• REQUIRED ACTION:
Among the entries below, count each line holding the word "impl". Write only the number.

• RECORDS FOR THIS TASK:
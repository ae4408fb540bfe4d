//! Caller-supplied spinner options.
//!
//! Every field is optional. Options are merged field by field over an
//! immutable [`SpinnerConfig`] to produce the configuration used for a
//! single attach call. Options deserialize from the same JSON shape a host
//! page would pass (`camelCase`), and from `snake_case` TOML tables.

use serde::{Deserialize, Deserializer};

use crate::config::SpinnerConfig;

/// Element to hide and replace with the spinner.
#[derive(Debug, Clone, PartialEq, Eq)]
pub enum ReplaceTarget {
    /// Hide the container itself and insert the spinner next to it.
    Container,
    /// Hide the element matched by this selector and insert next to it.
    Selector(String),
}

#[derive(Deserialize)]
#[serde(untagged)]
enum ReplaceTargetRepr {
    Flag(bool),
    Selector(String),
}

impl ReplaceTarget {
    /// `None` for a blank selector, which cannot match anything.
    fn usable(self) -> Option<Self> {
        match self {
            Self::Selector(selector) if is_blank(&selector) => None,
            target => Some(target),
        }
    }
}

impl ReplaceTargetRepr {
    fn into_target(self) -> Option<ReplaceTarget> {
        match self {
            Self::Flag(true) => Some(ReplaceTarget::Container),
            Self::Flag(false) => None,
            Self::Selector(selector) => ReplaceTarget::Selector(selector).usable(),
        }
    }
}

fn deserialize_replace_target<'de, D>(deserializer: D) -> Result<Option<ReplaceTarget>, D::Error>
where
    D: Deserializer<'de>,
{
    let repr = Option::<ReplaceTargetRepr>::deserialize(deserializer)?;
    Ok(repr.and_then(ReplaceTargetRepr::into_target))
}

/// Per-call overrides. `None` means "use the default".
#[derive(Debug, Clone, Default, PartialEq, Eq, Deserialize)]
#[serde(default, rename_all = "camelCase")]
pub struct SpinnerOptions {
    #[serde(alias = "spinner_markup_class")]
    pub spinner_markup_class: Option<String>,
    #[serde(alias = "spinner_marker")]
    pub spinner_marker: Option<String>,
    #[serde(alias = "text_marker")]
    pub text_marker: Option<String>,
    #[serde(alias = "container_selector")]
    pub container_selector: Option<String>,
    #[serde(
        alias = "replace_target",
        deserialize_with = "deserialize_replace_target"
    )]
    pub replace_target: Option<ReplaceTarget>,
    pub text: Option<String>,
    #[serde(alias = "custom_text_markup")]
    pub custom_text_markup: Option<String>,
    #[serde(alias = "custom_spinner_markup")]
    pub custom_spinner_markup: Option<String>,
    #[serde(alias = "text_first")]
    pub text_first: Option<bool>,
    #[serde(alias = "clear_container_content")]
    pub clear_container_content: Option<bool>,
    pub prepend: Option<bool>,
    #[serde(alias = "insert_after_selector")]
    pub insert_after_selector: Option<String>,
    #[serde(alias = "resize_height")]
    pub resize_height: Option<u32>,
    #[serde(alias = "resize_width")]
    pub resize_width: Option<u32>,
}

impl SpinnerOptions {
    /// Parse options from a JSON object.
    ///
    /// # Errors
    ///
    /// Returns the underlying [`serde_json::Error`] when the input is not a
    /// JSON object of known option fields.
    pub fn from_json(json: &str) -> Result<Self, serde_json::Error> {
        serde_json::from_str(json)
    }

    #[must_use]
    pub fn spinner_markup_class(mut self, class: impl Into<String>) -> Self {
        self.spinner_markup_class = Some(class.into());
        self
    }

    #[must_use]
    pub fn spinner_marker(mut self, marker: impl Into<String>) -> Self {
        self.spinner_marker = Some(marker.into());
        self
    }

    #[must_use]
    pub fn text_marker(mut self, marker: impl Into<String>) -> Self {
        self.text_marker = Some(marker.into());
        self
    }

    #[must_use]
    pub fn container_selector(mut self, selector: impl Into<String>) -> Self {
        self.container_selector = Some(selector.into());
        self
    }

    #[must_use]
    pub fn replace_container(mut self) -> Self {
        self.replace_target = Some(ReplaceTarget::Container);
        self
    }

    #[must_use]
    pub fn replace_selector(mut self, selector: impl Into<String>) -> Self {
        self.replace_target = Some(ReplaceTarget::Selector(selector.into()));
        self
    }

    #[must_use]
    pub fn text(mut self, text: impl Into<String>) -> Self {
        self.text = Some(text.into());
        self
    }

    #[must_use]
    pub fn custom_text_markup(mut self, markup: impl Into<String>) -> Self {
        self.custom_text_markup = Some(markup.into());
        self
    }

    #[must_use]
    pub fn custom_spinner_markup(mut self, markup: impl Into<String>) -> Self {
        self.custom_spinner_markup = Some(markup.into());
        self
    }

    #[must_use]
    pub fn text_first(mut self, value: bool) -> Self {
        self.text_first = Some(value);
        self
    }

    #[must_use]
    pub fn clear_container_content(mut self, value: bool) -> Self {
        self.clear_container_content = Some(value);
        self
    }

    #[must_use]
    pub fn prepend(mut self, value: bool) -> Self {
        self.prepend = Some(value);
        self
    }

    #[must_use]
    pub fn insert_after_selector(mut self, selector: impl Into<String>) -> Self {
        self.insert_after_selector = Some(selector.into());
        self
    }

    #[must_use]
    pub fn resize_height(mut self, px: u32) -> Self {
        self.resize_height = Some(px);
        self
    }

    #[must_use]
    pub fn resize_width(mut self, px: u32) -> Self {
        self.resize_width = Some(px);
        self
    }

    /// Merge these options over `defaults`, field by field.
    ///
    /// The caller value wins for every field it sets. Class names and
    /// selectors made only of whitespace count as unset, so marker classes
    /// can never be blanked out. Text and markup are unset only when empty.
    #[must_use]
    pub fn resolve(self, defaults: &SpinnerConfig) -> SpinnerConfig {
        SpinnerConfig {
            spinner_markup_class: non_blank(self.spinner_markup_class)
                .unwrap_or_else(|| defaults.spinner_markup_class.clone()),
            spinner_marker: non_blank(self.spinner_marker)
                .unwrap_or_else(|| defaults.spinner_marker.clone()),
            text_marker: non_blank(self.text_marker)
                .unwrap_or_else(|| defaults.text_marker.clone()),
            container_selector: non_blank(self.container_selector)
                .or_else(|| defaults.container_selector.clone()),
            replace_target: self
                .replace_target
                .and_then(ReplaceTarget::usable)
                .or_else(|| defaults.replace_target.clone()),
            text: non_empty(self.text).or_else(|| defaults.text.clone()),
            custom_text_markup: non_empty(self.custom_text_markup)
                .or_else(|| defaults.custom_text_markup.clone()),
            custom_spinner_markup: non_empty(self.custom_spinner_markup)
                .or_else(|| defaults.custom_spinner_markup.clone()),
            text_first: self.text_first.unwrap_or(defaults.text_first),
            clear_container_content: self
                .clear_container_content
                .unwrap_or(defaults.clear_container_content),
            prepend: self.prepend.unwrap_or(defaults.prepend),
            insert_after_selector: non_blank(self.insert_after_selector)
                .or_else(|| defaults.insert_after_selector.clone()),
            resize_height: self.resize_height.or(defaults.resize_height),
            resize_width: self.resize_width.or(defaults.resize_width),
        }
    }
}

fn is_blank(value: &str) -> bool {
    value.trim().is_empty()
}

fn non_blank(value: Option<String>) -> Option<String> {
    value.filter(|v| !is_blank(v))
}

fn non_empty(value: Option<String>) -> Option<String> {
    value.filter(|v| !v.is_empty())
}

• SOLUTION TO THIS EXERCISE:
12